■ Directions
Wherever "left" turns up in the entries, copy out the line that holds it.

Collected data entries
▼▼▼
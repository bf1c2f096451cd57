use std::cell::Cell;

use healthvault_xml::Element;
use rust_decimal::Decimal;

use crate::error::ValidationError;
use crate::path::FieldPath;

/// Cursor over the children and attributes of one element.
///
/// Codecs take the parts they understand; whatever is left when the reader
/// is finished marks the value as carrying unknown content, which the engine
/// then preserves.
pub struct ElementReader<'a> {
    element: &'a Element,
    path: FieldPath,
    children: Vec<&'a Element>,
    consumed: Vec<bool>,
    attributes_read: Vec<bool>,
    text_read: bool,
    unknown: &'a Cell<bool>,
}

impl<'a> ElementReader<'a> {
    pub(crate) fn new(element: &'a Element, path: FieldPath, unknown: &'a Cell<bool>) -> Self {
        let children: Vec<&'a Element> = element.child_elements().collect();
        Self {
            element,
            path,
            consumed: vec![false; children.len()],
            attributes_read: vec![false; element.attributes().len()],
            children,
            text_read: false,
            unknown,
        }
    }

    pub fn path(&self) -> &FieldPath {
        &self.path
    }

    pub fn element(&self) -> &'a Element {
        self.element
    }

    /// The single child named `name`, if present. A repeated child is
    /// malformed.
    pub fn optional(&mut self, name: &str) -> Result<Option<&'a Element>, ValidationError> {
        let mut found = None;
        for (index, child) in self.children.iter().enumerate() {
            if child.name() != name {
                continue;
            }
            if found.is_some() {
                return Err(ValidationError::malformed(
                    self.path.child(name),
                    format!("<{}> may appear only once", name),
                ));
            }
            found = Some(index);
        }
        Ok(found.map(|index| {
            self.consumed[index] = true;
            self.children[index]
        }))
    }

    pub fn required(&mut self, name: &str) -> Result<&'a Element, ValidationError> {
        self.optional(name)?
            .ok_or_else(|| ValidationError::missing(self.path.child(name)))
    }

    /// Every child named `name`, in document order.
    pub fn repeated(&mut self, name: &str) -> Vec<&'a Element> {
        let mut found = Vec::new();
        for (index, child) in self.children.iter().enumerate() {
            if child.name() == name {
                self.consumed[index] = true;
                found.push(*child);
            }
        }
        found
    }

    pub fn attribute(&mut self, name: &str) -> Option<&'a str> {
        let index = self
            .element
            .attributes()
            .iter()
            .position(|(key, _)| key == name)?;
        self.attributes_read[index] = true;
        Some(self.element.attributes()[index].1.as_str())
    }

    /// Text content of a leaf element; empty when the element has none.
    pub fn text(&mut self) -> Result<String, ValidationError> {
        if self.element.has_element_children() {
            return Err(ValidationError::malformed(
                self.path.clone(),
                "expected text content, found child elements",
            ));
        }
        self.text_read = true;
        Ok(self.element.text().unwrap_or_default())
    }

    /// A reader for `child`, sharing this reader's unknown-content flag.
    pub fn nested(&self, child: &'a Element) -> ElementReader<'a> {
        ElementReader::new(child, self.path.child(child.name()), self.unknown)
    }

    /// A reader for the `index`-th occurrence of a repeated child.
    pub fn nested_at(&self, child: &'a Element, index: usize) -> ElementReader<'a> {
        ElementReader::new(child, self.path.child(child.name()).index(index), self.unknown)
    }

    pub fn required_text(&mut self, name: &str) -> Result<String, ValidationError> {
        let child = self.required(name)?;
        self.leaf_text(child)
    }

    pub fn optional_text(&mut self, name: &str) -> Result<Option<String>, ValidationError> {
        match self.optional(name)? {
            Some(child) => self.leaf_text(child).map(Some),
            None => Ok(None),
        }
    }

    pub fn required_integer(&mut self, name: &str) -> Result<i64, ValidationError> {
        let text = self.required_text(name)?;
        parse_integer(&text, &self.path.child(name))
    }

    pub fn optional_integer(&mut self, name: &str) -> Result<Option<i64>, ValidationError> {
        match self.optional_text(name)? {
            Some(text) => parse_integer(&text, &self.path.child(name)).map(Some),
            None => Ok(None),
        }
    }

    pub fn required_decimal(&mut self, name: &str) -> Result<Decimal, ValidationError> {
        let text = self.required_text(name)?;
        parse_decimal(&text, &self.path.child(name))
    }

    fn leaf_text(&self, child: &'a Element) -> Result<String, ValidationError> {
        let mut reader = self.nested(child);
        let text = reader.text()?;
        reader.finish();
        Ok(text)
    }

    /// Flags unknown content if any child, attribute or text was left
    /// unread. Namespace declarations are not content.
    pub fn finish(self) {
        let stray_child = self.consumed.iter().any(|consumed| !consumed);
        let stray_attribute = self
            .element
            .attributes()
            .iter()
            .zip(&self.attributes_read)
            .any(|((name, _), read)| !read && !is_namespace_declaration(name));
        let stray_text = !self.text_read && self.element.has_significant_text();
        if stray_child || stray_attribute || stray_text {
            self.unknown.set(true);
        }
    }
}

pub(crate) fn is_namespace_declaration(name: &str) -> bool {
    name == "xmlns" || name.starts_with("xmlns:")
}

pub fn parse_integer(text: &str, path: &FieldPath) -> Result<i64, ValidationError> {
    text.trim().parse::<i64>().map_err(|_| {
        ValidationError::malformed(path.clone(), format!("'{}' is not an integer", text))
    })
}

/// Accepts plain and scientific notation.
pub fn parse_decimal(text: &str, path: &FieldPath) -> Result<Decimal, ValidationError> {
    let trimmed = text.trim();
    trimmed
        .parse::<Decimal>()
        .or_else(|_| Decimal::from_scientific(trimmed))
        .map_err(|_| ValidationError::malformed(path.clone(), format!("'{}' is not a number", text)))
}

/// Accepts `true`, `false`, `1` and `0`.
pub fn parse_bool(text: &str, path: &FieldPath) -> Result<bool, ValidationError> {
    match text.trim() {
        "true" | "1" => Ok(true),
        "false" | "0" => Ok(false),
        _ => Err(ValidationError::malformed(
            path.clone(),
            format!("'{}' is not a boolean", text),
        )),
    }
}

#[cfg(test)]
mod tests {
    use healthvault_xml::Fragment;

    use super::*;
    use crate::error::ValidationErrorKind;

    #[test]
    fn test_unread_child_flags_unknown() {
        let fragment = Fragment::parse("<v><a>1</a><b>2</b></v>").unwrap();
        let flag = Cell::new(false);
        let mut reader = ElementReader::new(fragment.root(), FieldPath::root("v"), &flag);
        assert_eq!(reader.required_integer("a").unwrap(), 1);
        reader.finish();
        assert!(flag.get());
    }

    #[test]
    fn test_fully_read_element_is_clean() {
        let fragment = Fragment::parse(r#"<v xmlns="urn:x" u="k"><a>1</a></v>"#).unwrap();
        let flag = Cell::new(false);
        let mut reader = ElementReader::new(fragment.root(), FieldPath::root("v"), &flag);
        assert_eq!(reader.attribute("u"), Some("k"));
        assert_eq!(reader.optional_text("a").unwrap().as_deref(), Some("1"));
        reader.finish();
        assert!(!flag.get());
    }

    #[test]
    fn test_duplicate_single_child_is_malformed() {
        let fragment = Fragment::parse("<v><a>1</a><a>2</a></v>").unwrap();
        let flag = Cell::new(false);
        let mut reader = ElementReader::new(fragment.root(), FieldPath::root("v"), &flag);
        let error = reader.optional("a").unwrap_err();
        assert_eq!(error.kind, ValidationErrorKind::MalformedSubStructure);
        assert_eq!(error.path, "v/a");
    }

    #[test]
    fn test_missing_required_child() {
        let fragment = Fragment::parse("<v/>").unwrap();
        let flag = Cell::new(false);
        let mut reader = ElementReader::new(fragment.root(), FieldPath::root("v"), &flag);
        let error = reader.required_text("text").unwrap_err();
        assert_eq!(error.kind, ValidationErrorKind::MissingRequiredField);
        assert_eq!(error.path, "v/text");
    }

    #[test]
    fn test_leaf_parsers() {
        let path = FieldPath::root("x");
        assert_eq!(parse_integer(" 42 ", &path).unwrap(), 42);
        assert!(parse_integer("4.2", &path).is_err());
        assert_eq!(parse_decimal("70.50", &path).unwrap().to_string(), "70.50");
        assert_eq!(parse_decimal("1e2", &path).unwrap(), Decimal::from(100));
        assert!(parse_bool("1", &path).unwrap());
        assert!(!parse_bool("false", &path).unwrap());
        assert!(parse_bool("yes", &path).is_err());
    }
}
▲▲▲
■ Final answer
/// Codecs take the parts they understand; whatever is left when the reader
    /// Flags unknown content if any child, attribute or text was left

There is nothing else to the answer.